Vivek Wadhwa teaches the basics of exponential technologies and convergence and explains how disruption now occurs. He details advances in fields such as computing, medicine, sensors, artificial intelligence, 3D printing, robotics, nanomaterials, and synthetic biology.  He illustrates the changes that are about to affect several industries, including manufacturing, finance, insurance, education, transportation, health care, communications, and IT services.

Then he asks the participants to assemble in groups of 4–5 people and take the role of nascent entrepreneurs trying to enter their industry. He helps them identify the threats from other industries, look for areas of technology convergence, and develop ideas for new businesses that can take advantage of the new opportunities before others do. After brainstorming on disruption and opportunities, Wadhwa teaches the group some of the rules of the new era of innovation, including:

  • Differences between big companies and startups
  • New work paradigms (we are always on, connected; everything is urgent; adapt or perish)
  • Everything is connected and information resides in the cloud
  • Knowledge spreads instantaneously
  • Ideas can—and will—come from anywhere
  • Success now depends on sharing rather than hoarding knowledge.

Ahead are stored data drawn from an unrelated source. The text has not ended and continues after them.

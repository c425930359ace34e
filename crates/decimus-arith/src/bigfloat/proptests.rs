//! Property-based tests for variable-precision floats.

#[cfg(test)]
mod tests {
    use num_traits::{One, Zero};
    use proptest::prelude::*;

    use crate::bigfloat::{get_prec, set_prec, BigFloat};

    // Strategy for plain decimal literals whose exponent stays inside the
    // plain-format window, so stringification round-trips.
    fn plain_literal() -> impl Strategy<Value = String> {
        (
            1u8..10u8,
            proptest::collection::vec(0u8..10u8, 0..24),
            proptest::collection::vec(0u8..10u8, 0..20),
            any::<bool>(),
        )
            .prop_map(|(first, int_rest, frac, neg)| {
                let mut s = String::new();
                if neg {
                    s.push('-');
                }
                s.push(char::from(b'0' + first));
                for d in int_rest {
                    s.push(char::from(b'0' + d));
                }
                if !frac.is_empty() {
                    s.push('.');
                    for d in frac {
                        s.push(char::from(b'0' + d));
                    }
                }
                s
            })
    }

    fn bigfloat() -> impl Strategy<Value = BigFloat> {
        plain_literal().prop_map(|s| s.parse().unwrap())
    }

    fn positive_bigfloat() -> impl Strategy<Value = BigFloat> {
        bigfloat().prop_filter("positive", |v| !v.is_zero() && !v.is_negative())
    }

    /// Digits on which `approx` agrees with the higher-precision oracle.
    fn matching_digits(approx: &BigFloat, oracle: &BigFloat) -> i64 {
        let d = (approx - oracle).abs();
        if d.is_zero() {
            i64::MAX
        } else {
            oracle.exponent() - d.exponent()
        }
    }

    proptest! {
        // Round trips and exact field laws (the precision is far above
        // the operand width, so no truncation is involved).

        #[test]
        fn parse_display_round_trip(s in plain_literal()) {
            set_prec(200);
            let x: BigFloat = s.parse().unwrap();
            let again: BigFloat = x.to_string().parse().unwrap();
            prop_assert_eq!(again, x);
        }

        #[test]
        fn add_commutative(a in bigfloat(), b in bigfloat()) {
            set_prec(200);
            prop_assert_eq!(&a + &b, &b + &a);
        }

        #[test]
        fn add_associative(a in bigfloat(), b in bigfloat(), c in bigfloat()) {
            set_prec(200);
            prop_assert_eq!(&(&a + &b) + &c, &a + &(&b + &c));
        }

        #[test]
        fn mul_commutative(a in bigfloat(), b in bigfloat()) {
            set_prec(200);
            prop_assert_eq!(&a * &b, &b * &a);
        }

        #[test]
        fn distributive(a in bigfloat(), b in bigfloat(), c in bigfloat()) {
            set_prec(200);
            prop_assert_eq!(&a * &(&b + &c), &(&a * &b) + &(&a * &c));
        }

        #[test]
        fn sub_self_is_zero(a in bigfloat()) {
            set_prec(200);
            prop_assert!((&a - &a).is_zero());
        }

        #[test]
        fn compare_matches_difference(a in bigfloat(), b in bigfloat()) {
            set_prec(200);
            let diff = &a - &b;
            prop_assert_eq!(a < b, diff.is_negative() && !diff.is_zero());
        }

        // Newton-Raphson accuracy laws

        #[test]
        fn recip_residual(x in positive_bigfloat(), prec in prop_oneof![Just(24usize), Just(60), Just(130)]) {
            set_prec(prec);
            let inv = x.recip().unwrap();
            let r = (&(&x * &inv) - &BigFloat::one()).abs();
            prop_assert!(
                r.is_zero() || r.exponent() <= -(prec as i64 - 4),
                "residual {:?} at precision {}", r, prec
            );
            prop_assert_eq!(get_prec(), prec);
        }

        #[test]
        fn sqrt_residual(x in positive_bigfloat(), prec in prop_oneof![Just(24usize), Just(60), Just(130)]) {
            set_prec(prec);
            let root = x.sqrt().unwrap();
            let r = (&(&root * &root) - &x).abs();
            let bound = x.exponent() - (prec as i64 - 4);
            prop_assert!(
                r.is_zero() || r.exponent() <= bound,
                "residual {:?} at precision {}", r, prec
            );
        }

        #[test]
        fn sqrt_of_square_recovers(x in positive_bigfloat()) {
            set_prec(80);
            let sq = &x * &x;
            let back = sq.sqrt().unwrap();
            prop_assert!(matching_digits(&back, &x) >= 70);
        }

        // Raising the precision never loses leading digits against a
        // higher-precision oracle.

        #[test]
        fn recip_monotonic_precision(x in positive_bigfloat()) {
            set_prec(160);
            let oracle = x.recip().unwrap();
            let mut last = 0i64;
            for prec in [20usize, 40, 80] {
                set_prec(prec);
                let approx = x.recip().unwrap();
                set_prec(160);
                let m = matching_digits(&approx, &oracle);
                prop_assert!(m >= last, "precision {} lost digits: {} < {}", prec, m, last);
                last = m;
            }
        }

        #[test]
        fn sqrt_monotonic_precision(x in positive_bigfloat()) {
            set_prec(160);
            let oracle = x.sqrt().unwrap();
            let mut last = 0i64;
            for prec in [20usize, 40, 80] {
                set_prec(prec);
                let approx = x.sqrt().unwrap();
                set_prec(160);
                let m = matching_digits(&approx, &oracle);
                prop_assert!(m >= last, "precision {} lost digits: {} < {}", prec, m, last);
                last = m;
            }
        }
    }
}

He also shares ideas on how businesses can survive in this new era of innovation, including:

  • Perceiving the big picture and learning how to identify, predict, and track exponentials
  • Looking for convergence and new synergies
  • Planning for exponential growth and disruptive change
  • Leading cultural transformation from traditional–linear to entrepreneurial–exponential by adapting new methods of innovation
  • Transforming employees into intrapreneurs who think—and act—like the Silicon Valley entrepreneurs who are gunning for Goliath.

He concludes with a discussion on the importance of ethics and of understanding the policy and legal implications of technological change.